In Nigeria, the Mother Mentor (MoMent) study demonstrated how mothers who received structured peer support from trained, supervised mentor mothers were much more likely to remain in care at 6 months postpartum compared with women receiving standard of care (62% vs. 25%).7 This difference was present despite control sites also offering some individual peer support through local women living with HIV who were contracted, through the routine services, to provide similar help and counseling. The difference in effect appeared because of the quality of training and regular supervision provided to the expert mentor mothers and was not related to the ratio of women to local peer supporter or expert mentor mother. The positive impact of expert mentor mothers was also associated with higher overall clinic attendance even when full retention was not achieved. At 6 months postpartum, 58% of all mothers on ART were virally suppressed. In multivariate analyses, women receiving expert mentor mother support were nearly 5 times more likely to be virally suppressed than mothers receiving standard of care support. Infants of mothers supported by expert mentor mothers were significantly more likely to present for testing of HIV status between 35 and 62 days of life (64% vs. 35%). Less than 1% of HIV-exposed infants were HIV infected at this time.

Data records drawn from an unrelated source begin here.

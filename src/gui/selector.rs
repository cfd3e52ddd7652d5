//! Region-selection drag state.
//!
//! The drag anchor and cursor live in an explicit struct with
//! pointer-event methods, so the overlay's behavior is a reviewable
//! state machine rather than mutable locals captured by closures. All
//! coordinates here are virtual-desktop pixels; the overlay viewport
//! converts egui points before calling in.

use crate::geometry::SelectionRect;

#[derive(Debug, Default)]
pub struct RegionSelector {
    /// Where the primary button went down, if a drag is active.
    anchor: Option<(i32, i32)>,
    /// Latest pointer position while dragging.
    cursor: Option<(i32, i32)>,
}

impl RegionSelector {
    pub fn new() -> Self {
        Self::default()
    }

    /// Records the drag anchor.
    pub fn pointer_down(&mut self, x: i32, y: i32) {
        self.anchor = Some((x, y));
        self.cursor = Some((x, y));
    }

    /// Updates the live outline; no state transition.
    pub fn pointer_move(&mut self, x: i32, y: i32) {
        if self.anchor.is_some() {
            self.cursor = Some((x, y));
        }
    }

    /// Finalizes the drag into a normalized rectangle, or `None` when no
    /// drag was active (a stray release). Resets the selector either way.
    pub fn pointer_up(&mut self, x: i32, y: i32) -> Option<SelectionRect> {
        let anchor = self.anchor.take()?;
        self.cursor = None;
        Some(SelectionRect::from_drag(anchor, (x, y)))
    }

    /// The rectangle to outline while the drag is in progress.
    pub fn drag_rect(&self) -> Option<SelectionRect> {
        Some(SelectionRect::from_drag(self.anchor?, self.cursor?))
    }

    /// Discards any in-progress drag (cancellation).
    pub fn reset(&mut self) {
        self.anchor = None;
        self.cursor = None;
    }
}
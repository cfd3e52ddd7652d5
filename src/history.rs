//! In-session extraction history.
//!
//! The history is append-only and insertion-ordered: one record per
//! completed prior extraction, never mutated after creation, and never
//! persisted to disk (session lifetime only).

use chrono::{DateTime, Local};

/// A single archived extraction.
#[derive(Debug, Clone)]
pub struct ExtractionRecord {
    pub timestamp: DateTime<Local>,
    pub text: String,
}

impl ExtractionRecord {
    /// Timestamp header as shown in the history panel, e.g.
    /// `[2026-08-30 14:03:12]`.
    pub fn header(&self) -> String {
        format!("[{}]", self.timestamp.format("%Y-%m-%d %H:%M:%S"))
    }
}

/// Append-only log of past extractions.
#[derive(Debug, Default)]
pub struct HistoryStore {
    records: Vec<ExtractionRecord>,
}

impl HistoryStore {
    pub fn new() -> Self {
        Self::default()
    }

    /// Archives a prior output with the current wall-clock timestamp.
    pub fn archive(&mut self, text: &str) {
        self.archive_at(text, Local::now());
    }

    fn archive_at(&mut self, text: &str, timestamp: DateTime<Local>) {
        self.records.push(ExtractionRecord {
            timestamp,
            text: text.to_string(),
        });
    }

    /// Records in insertion order, oldest first.
    pub fn records(&self) -> &[ExtractionRecord] {
        &self.records
    }

    pub fn len(&self) -> usize {
        self.records.len()
    }

    pub fn is_empty(&self) -> bool {
        self.records.is_empty()
    }
}
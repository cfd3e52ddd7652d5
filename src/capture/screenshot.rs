//! Full-desktop snapshot capture and cropping via xcap.

use image::{RgbaImage, imageops};
use xcap::Monitor;

use crate::error::SnipError;
use crate::geometry::{DesktopBounds, SelectionRect};

use super::ScreenSource;

/// Captures screen regions by compositing per-monitor frames into one
/// virtual-desktop snapshot, then cropping to the selection.
pub struct DesktopCapturer;

impl ScreenSource for DesktopCapturer {
    fn desktop_bounds(&self) -> Result<DesktopBounds, SnipError> {
        let monitors = Monitor::all().map_err(|e| SnipError::Capture(e.to_string()))?;

        DesktopBounds::from_monitors(
            monitors
                .iter()
                .map(|m| (m.x(), m.y(), m.width(), m.height())),
        )
        .ok_or(SnipError::NoDisplay)
    }

    fn capture_region(
        &self,
        bounds: DesktopBounds,
        rect: SelectionRect,
    ) -> Result<RgbaImage, SnipError> {
        let monitors = Monitor::all().map_err(|e| SnipError::Capture(e.to_string()))?;
        if monitors.is_empty() {
            return Err(SnipError::NoDisplay);
        }

        // Composite every monitor frame into a snapshot covering the
        // whole virtual desktop, offset so that (min_x, min_y) lands at
        // the snapshot origin.
        let mut snapshot = RgbaImage::new(bounds.width(), bounds.height());
        for monitor in &monitors {
            let frame = monitor
                .capture_image()
                .map_err(|e| SnipError::Capture(e.to_string()))?;
            imageops::overlay(
                &mut snapshot,
                &frame,
                (monitor.x() - bounds.min_x) as i64,
                (monitor.y() - bounds.min_y) as i64,
            );
        }

        tracing::debug!(
            "captured {}x{} desktop snapshot, cropping to {}x{}",
            snapshot.width(),
            snapshot.height(),
            rect.width(),
            rect.height()
        );

        // The snapshot drops here; only the crop survives, bounding peak
        // memory to one full-desktop image per capture.
        Ok(crop_snapshot(&snapshot, bounds, rect))
    }
}

/// Crops a virtual-desktop snapshot to a selection rectangle.
///
/// The rectangle is translated into snapshot-local coordinates by
/// subtracting the bounds origin, then clamped to the snapshot so a
/// selection that overhangs the desktop edge cannot panic.
pub fn crop_snapshot(
    snapshot: &RgbaImage,
    bounds: DesktopBounds,
    rect: SelectionRect,
) -> RgbaImage {
    let x = (rect.x1 - bounds.min_x).max(0) as u32;
    let y = (rect.y1 - bounds.min_y).max(0) as u32;
    let w = rect.width().min(snapshot.width().saturating_sub(x));
    let h = rect.height().min(snapshot.height().saturating_sub(y));

    imageops::crop_imm(snapshot, x, y, w, h).to_image()
}
#[cfg(test)]
mod tests {
    use super::*;
    use crate::geometry::DesktopBounds;
    use std::cell::RefCell;
    use std::rc::Rc;

    struct FakeScreen {
        bounds: Result<DesktopBounds, ()>,
        capture_fails: bool,
        captures: Rc<RefCell<u32>>,
    }

    impl FakeScreen {
        fn new() -> Self {
            Self {
                bounds: Ok(DesktopBounds {
                    min_x: 0,
                    min_y: 0,
                    max_x: 1920,
                    max_y: 1080,
                }),
                capture_fails: false,
                captures: Rc::new(RefCell::new(0)),
            }
        }
    }

    impl ScreenSource for FakeScreen {
        fn desktop_bounds(&self) -> Result<DesktopBounds, SnipError> {
            self.bounds.map_err(|_| SnipError::NoDisplay)
        }

        fn capture_region(
            &self,
            bounds: DesktopBounds,
            rect: SelectionRect,
        ) -> Result<RgbaImage, SnipError> {
            *self.captures.borrow_mut() += 1;
            if self.capture_fails {
                return Err(SnipError::Capture("denied".to_string()));
            }
            let x = (rect.x1 - bounds.min_x) as u32;
            let y = (rect.y1 - bounds.min_y) as u32;
            assert!(x + rect.width() <= bounds.width());
            assert!(y + rect.height() <= bounds.height());
            Ok(RgbaImage::new(rect.width(), rect.height()))
        }
    }

    struct FakeOcr {
        result: Result<String, String>,
        calls: Rc<RefCell<u32>>,
    }

    impl FakeOcr {
        fn returning(text: &str) -> Self {
            Self {
                result: Ok(text.to_string()),
                calls: Rc::new(RefCell::new(0)),
            }
        }

        fn failing(msg: &str) -> Self {
            Self {
                result: Err(msg.to_string()),
                calls: Rc::new(RefCell::new(0)),
            }
        }
    }

    impl TextRecognizer for FakeOcr {
        fn recognize(&self, _image: &RgbaImage) -> Result<String, SnipError> {
            *self.calls.borrow_mut() += 1;
            self.result
                .clone()
                .map_err(|e| SnipError::Ocr(e.to_string()))
        }
    }

    #[derive(Default)]
    struct FakeClipboard {
        contents: Rc<RefCell<Option<String>>>,
    }

    impl TextSink for FakeClipboard {
        fn set_text(&mut self, text: &str) -> anyhow::Result<()> {
            *self.contents.borrow_mut() = Some(text.to_string());
            Ok(())
        }
    }

    fn pipeline_with(
        ocr: FakeOcr,
    ) -> (
        ExtractionPipeline<FakeScreen, FakeOcr, FakeClipboard>,
        Rc<RefCell<Option<String>>>,
        Rc<RefCell<u32>>,
    ) {
        let clipboard = FakeClipboard::default();
        let contents = clipboard.contents.clone();
        let ocr_calls = ocr.calls.clone();
        (
            ExtractionPipeline::new(FakeScreen::new(), ocr, clipboard),
            contents,
            ocr_calls,
        )
    }

    fn run_full_extraction(
        pipeline: &mut ExtractionPipeline<FakeScreen, FakeOcr, FakeClipboard>,
        rect: SelectionRect,
    ) {
        assert!(pipeline.request_capture());
        pipeline.finish_selection(rect);
        pipeline.confirm_extract();
    }

    #[test]
    fn test_successful_extraction_updates_output_and_clipboard() {
        let (mut pipeline, clipboard, _) = pipeline_with(FakeOcr::returning("Hello World\n"));

        run_full_extraction(&mut pipeline, SelectionRect::from_drag((100, 100), (400, 250)));

        assert_eq!(pipeline.state(), PipelineState::Idle);
        assert_eq!(pipeline.output(), "Hello World");
        assert_eq!(clipboard.borrow().as_deref(), Some("Hello World"));
        // Prior output was empty: no history record.
        assert!(pipeline.history().is_empty());
        assert!(pipeline.last_error().is_none());
    }

    #[test]
    fn test_capture_has_selection_dimensions() {
        let (mut pipeline, _, _) = pipeline_with(FakeOcr::returning("x"));

        assert!(pipeline.request_capture());
        pipeline.finish_selection(SelectionRect::from_drag((100, 100), (400, 250)));

        let image = pipeline.pending_image().expect("capture should be held");
        assert_eq!(image.dimensions(), (300, 150));
    }

    #[test]
    fn test_old_output_archived_before_overwrite() {
        let (mut pipeline, _, _) = pipeline_with(FakeOcr::returning("A"));
        run_full_extraction(&mut pipeline, SelectionRect::from_drag((0, 0), (10, 10)));
        assert_eq!(pipeline.output(), "A");
        assert!(pipeline.history().is_empty());

        pipeline.ocr = FakeOcr::returning("B");
        run_full_extraction(&mut pipeline, SelectionRect::from_drag((0, 0), (10, 10)));

        assert_eq!(pipeline.output(), "B");
        assert_eq!(pipeline.history().len(), 1);
        let last = pipeline.history().records().last().unwrap();
        assert_eq!(last.text, "A");
    }

    #[test]
    fn test_zero_area_selection_is_a_no_op() {
        let (mut pipeline, clipboard, ocr_calls) = pipeline_with(FakeOcr::returning("x"));
        let captures = pipeline.screen.captures.clone();

        assert!(pipeline.request_capture());
        pipeline.finish_selection(SelectionRect::from_drag((50, 50), (50, 50)));

        assert_eq!(pipeline.state(), PipelineState::Idle);
        assert_eq!(*captures.borrow(), 0, "capturer must not run");
        assert_eq!(*ocr_calls.borrow(), 0, "OCR must not run");
        assert!(pipeline.history().is_empty());
        assert!(clipboard.borrow().is_none());
        assert!(pipeline.last_error().is_none());
    }

    #[test]
    fn test_reentrant_capture_request_is_ignored() {
        let (mut pipeline, _, _) = pipeline_with(FakeOcr::returning("x"));

        assert!(pipeline.request_capture());
        assert_eq!(pipeline.state(), PipelineState::Selecting);

        // Second trigger while selecting: no-op, state unchanged.
        assert!(!pipeline.request_capture());
        assert_eq!(pipeline.state(), PipelineState::Selecting);

        pipeline.finish_selection(SelectionRect::from_drag((0, 0), (10, 10)));
        assert_eq!(pipeline.state(), PipelineState::PreviewConfirm);
        assert!(!pipeline.request_capture());
        assert_eq!(pipeline.state(), PipelineState::PreviewConfirm);
        assert!(pipeline.pending_image().is_some());
    }

    #[test]
    fn test_cancel_during_selection_has_no_side_effects() {
        let (mut pipeline, clipboard, ocr_calls) = pipeline_with(FakeOcr::returning("x"));
        let captures = pipeline.screen.captures.clone();

        assert!(pipeline.request_capture());
        pipeline.cancel_selection();

        assert_eq!(pipeline.state(), PipelineState::Idle);
        assert_eq!(*captures.borrow(), 0);
        assert_eq!(*ocr_calls.borrow(), 0);
        assert_eq!(pipeline.output(), "");
        assert!(pipeline.history().is_empty());
        assert!(clipboard.borrow().is_none());
    }

    #[test]
    fn test_discard_preview_skips_ocr() {
        let (mut pipeline, clipboard, ocr_calls) = pipeline_with(FakeOcr::returning("x"));

        assert!(pipeline.request_capture());
        pipeline.finish_selection(SelectionRect::from_drag((0, 0), (20, 20)));
        assert_eq!(pipeline.state(), PipelineState::PreviewConfirm);

        pipeline.discard_preview();

        assert_eq!(pipeline.state(), PipelineState::Idle);
        assert!(pipeline.pending_image().is_none(), "capture released");
        assert_eq!(*ocr_calls.borrow(), 0);
        assert!(clipboard.borrow().is_none());
    }

    #[test]
    fn test_ocr_failure_leaves_output_and_history_untouched() {
        let mut pipeline = ExtractionPipeline {
            screen: FakeScreen::new(),
            ocr: FakeOcr::failing("engine unavailable"),
            clipboard: FakeClipboard::default(),
            state: PipelineState::Idle,
            pending: None,
            output: "previous".to_string(),
            history: HistoryStore::new(),
            last_error: None,
        };

        run_full_extraction(&mut pipeline, SelectionRect::from_drag((0, 0), (10, 10)));

        assert_eq!(pipeline.state(), PipelineState::Idle);
        assert_eq!(pipeline.output(), "previous");
        assert!(pipeline.history().is_empty());

        // Reported exactly once; dismissing clears it.
        assert!(pipeline.last_error().unwrap().contains("engine unavailable"));
        pipeline.dismiss_error();
        assert!(pipeline.last_error().is_none());
    }

    #[test]
    fn test_capture_failure_resets_to_idle() {
        let mut screen = FakeScreen::new();
        screen.capture_fails = true;
        let mut pipeline =
            ExtractionPipeline::new(screen, FakeOcr::returning("x"), FakeClipboard::default());

        assert!(pipeline.request_capture());
        pipeline.finish_selection(SelectionRect::from_drag((0, 0), (10, 10)));

        assert_eq!(pipeline.state(), PipelineState::Idle);
        assert!(pipeline.pending_image().is_none());
        assert!(pipeline.last_error().unwrap().contains("denied"));
    }

    #[test]
    fn test_abort_selection_reports_and_resets() {
        let (mut pipeline, _, _) = pipeline_with(FakeOcr::returning("x"));

        assert!(pipeline.request_capture());
        pipeline.abort_selection(SnipError::NoDisplay);

        assert_eq!(pipeline.state(), PipelineState::Idle);
        assert_eq!(pipeline.last_error(), Some("no display attached"));

        // Outside Selecting the call is a no-op.
        pipeline.dismiss_error();
        pipeline.abort_selection(SnipError::NoDisplay);
        assert!(pipeline.last_error().is_none());
    }

    #[test]
    fn test_no_display_is_reported() {
        let mut screen = FakeScreen::new();
        screen.bounds = Err(());
        let mut pipeline =
            ExtractionPipeline::new(screen, FakeOcr::returning("x"), FakeClipboard::default());

        assert!(pipeline.request_capture());
        pipeline.finish_selection(SelectionRect::from_drag((0, 0), (10, 10)));

        assert_eq!(pipeline.state(), PipelineState::Idle);
        assert_eq!(pipeline.last_error(), Some("no display attached"));
    }

    #[test]
    fn test_whitespace_only_ocr_result_is_not_archived_later() {
        // A run yielding only whitespace leaves an empty output, which
        // must not create a history record on the next extraction.
        let (mut pipeline, _, _) = pipeline_with(FakeOcr::returning("   \n\t"));
        run_full_extraction(&mut pipeline, SelectionRect::from_drag((0, 0), (10, 10)));
        assert_eq!(pipeline.output(), "");

        pipeline.ocr = FakeOcr::returning("C");
        run_full_extraction(&mut pipeline, SelectionRect::from_drag((0, 0), (10, 10)));

        assert_eq!(pipeline.output(), "C");
        assert!(pipeline.history().is_empty());
    }

    #[test]
    fn test_copy_output_writes_clipboard_only_when_nonempty() {
        let (mut pipeline, clipboard, _) = pipeline_with(FakeOcr::returning("x"));

        pipeline.copy_output();
        assert!(clipboard.borrow().is_none());

        run_full_extraction(&mut pipeline, SelectionRect::from_drag((0, 0), (10, 10)));
        *clipboard.borrow_mut() = None;

        pipeline.copy_output();
        assert_eq!(clipboard.borrow().as_deref(), Some("x"));
    }
}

The EPAZ study in Zimbabwe, reported that coordinating mother support groups delivering a structured syllabus of HIV-related information and other support, was not associated with a statistically significant difference in rates of retention of infants born to mothers living with HIV at 12 months of age: 69% of infants born to mothers in the intervention arm were retained in care at 12 months compared with 61% in the control arm.8 A range of secondary outcomes including mothers' attendance at 12 months (71% vs. 61%), regularity of clinic attendances (78% vs. 71%), infant HIV testing rates (72% vs. 62%) were consistently higher, in the intervention versus control sites. The authors suggested that selective enrollment of “low-risk” mothers may have accounted for the lack of detectable difference in infant retention rates. About a quarter of eligible women did not consent to participate possibly because of the need to obtain partner agreement. The support groups were led by unpaid volunteers and did not provide transport or other material incentives or engage in economic or livelihood-strengthening activities—thought by the research team not to be sustainable within public health facilities in Zimbabwe.

In a joint analysis of the 3 studies testing peer support interventions, the option of expert mothers providing an expanded range of services and sharing health care professionals' workload was viewed positively by prevention of mother-to-child transmission (PMTCT) clients and health workers alike.9 As the roles of expert mothers evolved rapidly during the research period, formal training and certification, structured supervision, and standardized remuneration were identified as key elements for successful peer support interventions in similar settings. None of the 3 studies identified protection of client or expert mother confidentiality to be a significant barrier to scale up of this type of intervention in PMTCT programs.

HEALTH SYSTEMS' INTERVENTION AND RETENTION IN CARE AND OTHER HIV-RELATED OUTCOMES

Three studies tested interventions directed at modifying health service delivery or adapting specific elements of care. However, none reported improved rates of retention among mothers living with HIV during the 12-month postpartum.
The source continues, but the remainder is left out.